Glass and aluminum framing mark the exterior of the building, and glass covers much of the interior façade. The east wing contains teaching and research labs, while the west wing includes faculty and administrative offices and conference rooms.
Separating the two wings is a central atrium 27 feet wide and 75 feet high, which McCoy called the “most stunning interior space on campus since the Chapel — in terms of its size, the kind of grandeur of it.”
Two open, curved stairwells with glass railings descend to the terrazzo tile floor, while a series of translucent oval shapes are suspended from the ceiling. Called “Resonance,” the shapes resemble clouds and are the work of artist Kendall Buster of Richmond, Va.
At 265,000 square feet, the lab is the largest academic building on campus aside from Firestone Library. It will house 30 faculty, 30 departmental staff, and 250 to 300 graduate students, postdocs, and research staff.

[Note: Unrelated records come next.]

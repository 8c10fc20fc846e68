//! Public client endpoint with automatic reconnection.
//!
//! [`Client`] is the outer lifecycle manager: it owns the current inner I/O
//! actor, restarts it after `connect_failed` or `closed` when a reconnect
//! interval is configured, forwards every inner event as a dispatcher-side
//! signal, and resolves dynamic server paths at each connect attempt.
//!
//! Pending sends live in a queue shared with whichever inner actor is
//! currently alive, so datagrams submitted while the server is down are
//! flushed after the next successful connect.
//!
//! ```no_run
//! # async fn example() {
//! use std::time::Duration;
//! use dgram_ipc::{Client, ClientConfig, Dispatcher};
//!
//! let dispatcher = Dispatcher::new();
//! let client = Client::new(
//!     &dispatcher,
//!     ClientConfig::new("/tmp/server.sock")
//!         .with_client_path("/tmp/client.sock")
//!         .with_server_check_interval(Duration::from_millis(3000))
//!         .with_reconnect_interval(Duration::from_millis(1000)),
//! );
//!
//! client.connected().connect(|peer_pid| {
//!     println!("connected, peer pid: {peer_pid:?}");
//! });
//! client.received().connect(|(payload, _sender)| {
//!     println!("received {} bytes", payload.len());
//! });
//!
//! client.async_start();
//! client.async_send(b"hello".to_vec());
//! # }
//! ```

use std::fmt;
use std::path::PathBuf;
use std::sync::Arc;
use std::time::Duration;

use tokio::sync::mpsc;
use tracing::debug;

use crate::dispatcher::Dispatcher;
use crate::entry::{SendEntry, SendKind, SendQueue};
use crate::error::Error;
use crate::io::client::{spawn as spawn_io, ClientIoConfig};
use crate::io::{IoCommand, IoEvent, IoHandle};
use crate::signal::Signal;
use crate::DEFAULT_BUFFER_SIZE;

/// Callable producing the effective server path at connect time.
pub type ServerPathResolver = Arc<dyn Fn() -> PathBuf + Send + Sync>;

/// Client construction parameters.
#[derive(Clone)]
pub struct ClientConfig {
    server_path: PathBuf,
    client_path: Option<PathBuf>,
    buffer_size: usize,
    server_check_interval: Option<Duration>,
    client_socket_check_interval: Option<Duration>,
    next_heartbeat_deadline: Option<Duration>,
    reconnect_interval: Option<Duration>,
    server_path_resolver: Option<ServerPathResolver>,
}

impl ClientConfig {
    /// Creates a config targeting `server_path` with the default buffer
    /// size and no timers or reconnect.
    #[must_use]
    pub fn new(server_path: impl Into<PathBuf>) -> Self {
        Self {
            server_path: server_path.into(),
            client_path: None,
            buffer_size: DEFAULT_BUFFER_SIZE,
            server_check_interval: None,
            client_socket_check_interval: None,
            next_heartbeat_deadline: None,
            reconnect_interval: None,
            server_path_resolver: None,
        }
    }

    /// Binds a return path so the server can address this client
    /// (bidirectional traffic, heartbeats, peer-manager handshakes).
    #[must_use]
    pub fn with_client_path(mut self, path: impl Into<PathBuf>) -> Self {
        self.client_path = Some(path.into());
        self
    }

    /// Kernel socket buffer and framing ceiling.
    #[must_use]
    pub fn with_buffer_size(mut self, bytes: usize) -> Self {
        self.buffer_size = bytes;
        self
    }

    /// Period of the liveness probe towards the server.
    #[must_use]
    pub fn with_server_check_interval(mut self, interval: Duration) -> Self {
        self.server_check_interval = Some(interval);
        self
    }

    /// Period of the check that the bound return path still exists.
    #[must_use]
    pub fn with_client_socket_check_interval(mut self, interval: Duration) -> Self {
        self.client_socket_check_interval = Some(interval);
        self
    }

    /// Deadline interval advertised to the server; after this long without a
    /// datagram from us the server reports the deadline exceeded.
    #[must_use]
    pub fn with_next_heartbeat_deadline(mut self, deadline: Duration) -> Self {
        self.next_heartbeat_deadline = Some(deadline);
        self
    }

    /// Delay between connect attempts. Without it the client gives up after
    /// the first failure or close.
    #[must_use]
    pub fn with_reconnect_interval(mut self, interval: Duration) -> Self {
        self.reconnect_interval = Some(interval);
        self
    }

    /// Re-resolves the server path at every connect attempt, enabling
    /// socket-path rotation.
    #[must_use]
    pub fn with_server_path_resolver(
        mut self,
        resolver: impl Fn() -> PathBuf + Send + Sync + 'static,
    ) -> Self {
        self.server_path_resolver = Some(Arc::new(resolver));
        self
    }
}

impl fmt::Debug for ClientConfig {
    fn fmt(&self, f: &mut fmt::Formatter<'_>) -> fmt::Result {
        f.debug_struct("ClientConfig")
            .field("server_path", &self.server_path)
            .field("client_path", &self.client_path)
            .field("buffer_size", &self.buffer_size)
            .field("server_check_interval", &self.server_check_interval)
            .field(
                "client_socket_check_interval",
                &self.client_socket_check_interval,
            )
            .field("next_heartbeat_deadline", &self.next_heartbeat_deadline)
            .field("reconnect_interval", &self.reconnect_interval)
            .field("has_resolver", &self.server_path_resolver.is_some())
            .finish()
    }
}

struct ClientSignals {
    connected: Signal<Option<i32>>,
    connect_failed: Signal<Error>,
    closed: Signal<()>,
    received: Signal<(Vec<u8>, Option<PathBuf>)>,
    error_occurred: Signal<Error>,
    next_heartbeat_deadline_exceeded: Signal<PathBuf>,
}

impl ClientSignals {
    fn new(dispatcher: &Dispatcher) -> Self {
        Self {
            connected: Signal::new(dispatcher.clone()),
            connect_failed: Signal::new(dispatcher.clone()),
            closed: Signal::new(dispatcher.clone()),
            received: Signal::new(dispatcher.clone()),
            error_occurred: Signal::new(dispatcher.clone()),
            next_heartbeat_deadline_exceeded: Signal::new(dispatcher.clone()),
        }
    }
}

enum Ctl {
    Start,
    Stop,
    Send(SendEntry),
    Reconnect,
}

/// A reconnecting Unix-domain datagram client.
///
/// Dropping the handle tears the endpoint down; every still-queued entry has
/// its `processed` callback invoked once during the drain.
pub struct Client {
    signals: Arc<ClientSignals>,
    ctl: mpsc::UnboundedSender<Ctl>,
    /// Held only by this handle; its drop tells the supervisor to finish.
    _alive: mpsc::UnboundedSender<()>,
}

impl Client {
    /// Creates the client and its supervisor. Must be called inside a tokio
    /// runtime; nothing touches the filesystem until [`Client::async_start`].
    #[must_use]
    pub fn new(dispatcher: &Dispatcher, config: ClientConfig) -> Self {
        let (ctl_tx, ctl_rx) = mpsc::unbounded_channel();
        let (alive_tx, alive_rx) = mpsc::unbounded_channel();
        let signals = Arc::new(ClientSignals::new(dispatcher));

        let supervisor = Supervisor {
            dispatcher: dispatcher.clone(),
            config,
            queue: SendQueue::new(),
            signals: Arc::clone(&signals),
            ctl_tx: ctl_tx.clone(),
            ctl_rx,
            alive_rx,
            inner: None,
            reconnect_enabled: false,
            stopped: false,
        };
        tokio::spawn(supervisor.run());

        Self {
            signals,
            ctl: ctl_tx,
            _alive: alive_tx,
        }
    }

    /// Begins connecting; enables reconnection.
    pub fn async_start(&self) {
        let _ = self.ctl.send(Ctl::Start);
    }

    /// Stops the endpoint. Reconnection is disabled before the inner
    /// endpoint closes, so the resulting `closed` cannot reschedule.
    pub fn async_stop(&self) {
        let _ = self.ctl.send(Ctl::Stop);
    }

    /// Queues a datagram. While the server is unreachable the entry waits in
    /// the shared queue and is flushed after the next connect; after
    /// [`Client::async_stop`] the entry is dropped (its `processed` callback
    /// still runs).
    pub fn async_send(&self, payload: impl AsRef<[u8]>) {
        self.submit(SendEntry::new(SendKind::UserData, payload.as_ref()));
    }

    /// [`Client::async_send`] with a completion callback, invoked exactly
    /// once on the dispatcher when the entry leaves the queue.
    pub fn async_send_with(
        &self,
        payload: impl AsRef<[u8]>,
        processed: impl FnOnce() + Send + 'static,
    ) {
        self.submit(SendEntry::new(SendKind::UserData, payload.as_ref()).with_processed(processed));
    }

    fn submit(&self, entry: SendEntry) {
        if let Err(mpsc::error::SendError(Ctl::Send(mut entry))) = self.ctl.send(Ctl::Send(entry)) {
            // Supervisor already gone; honor the completion contract here.
            if let Some(processed) = entry.take_processed() {
                processed();
            }
        }
    }

    /// Fired once per successful connect, with the server pid when the
    /// platform exposes socket credentials.
    #[must_use]
    pub fn connected(&self) -> &Signal<Option<i32>> {
        &self.signals.connected
    }

    /// Fired when a connect attempt fails.
    #[must_use]
    pub fn connect_failed(&self) -> &Signal<Error> {
        &self.signals.connect_failed
    }

    /// Fired when a previously connected endpoint closes.
    #[must_use]
    pub fn closed(&self) -> &Signal<()> {
        &self.signals.closed
    }

    /// Fired per inbound data datagram: payload (kind tag stripped) and
    /// sender path, when the sender bound one.
    #[must_use]
    pub fn received(&self) -> &Signal<(Vec<u8>, Option<PathBuf>)> {
        &self.signals.received
    }

    /// Fired for send-pipeline errors that do not abort the connection, and
    /// immediately before fatal closes.
    #[must_use]
    pub fn error_occurred(&self) -> &Signal<Error> {
        &self.signals.error_occurred
    }

    /// Fired when a peer that advertised a heartbeat deadline goes quiet
    /// past it.
    #[must_use]
    pub fn next_heartbeat_deadline_exceeded(&self) -> &Signal<PathBuf> {
        &self.signals.next_heartbeat_deadline_exceeded
    }
}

Teaching facilities can accommodate several hundred undergraduates.
The chemistry department will continue its move through the fall from the former Frick Lab (built in 1929) and Hoyt Lab (1979). “Old Frick” is renamed 20 Washington Road.After three years of construction, the new building opened on time and on budget, according to senior project manager James Wallace. University spokeswoman Emily Aronson said the estimated construction cost is $278 million, supported by royalties from the cancer drug Alimta. Research by professor emeritus Edward C. Taylor led to the development of the drug in cooperation with Eli Lilly. The atrium has been named Taylor Commons; in the basement is the 260-seat Edward C. Taylor Auditorium. The building will be formally dedicated April 9, 2011.
Chemistry labs are high-energy consumers because the air used in lab space must be discharged directly to the outside. Frick Lab contains a number of energy-efficient features:
• Providing shade for the glass roof are 216 photovoltaic panels that generate power.
• High-efficiency fume hoods with automatic sash closers reduce air-supply requirements; heat-recovery systems capture energy from the lab’s exhaust.
• Offices are heated by individual radiators and cooled by ceiling-mounted chilled beams.
• Cast-aluminum sunscreens shade exterior walls.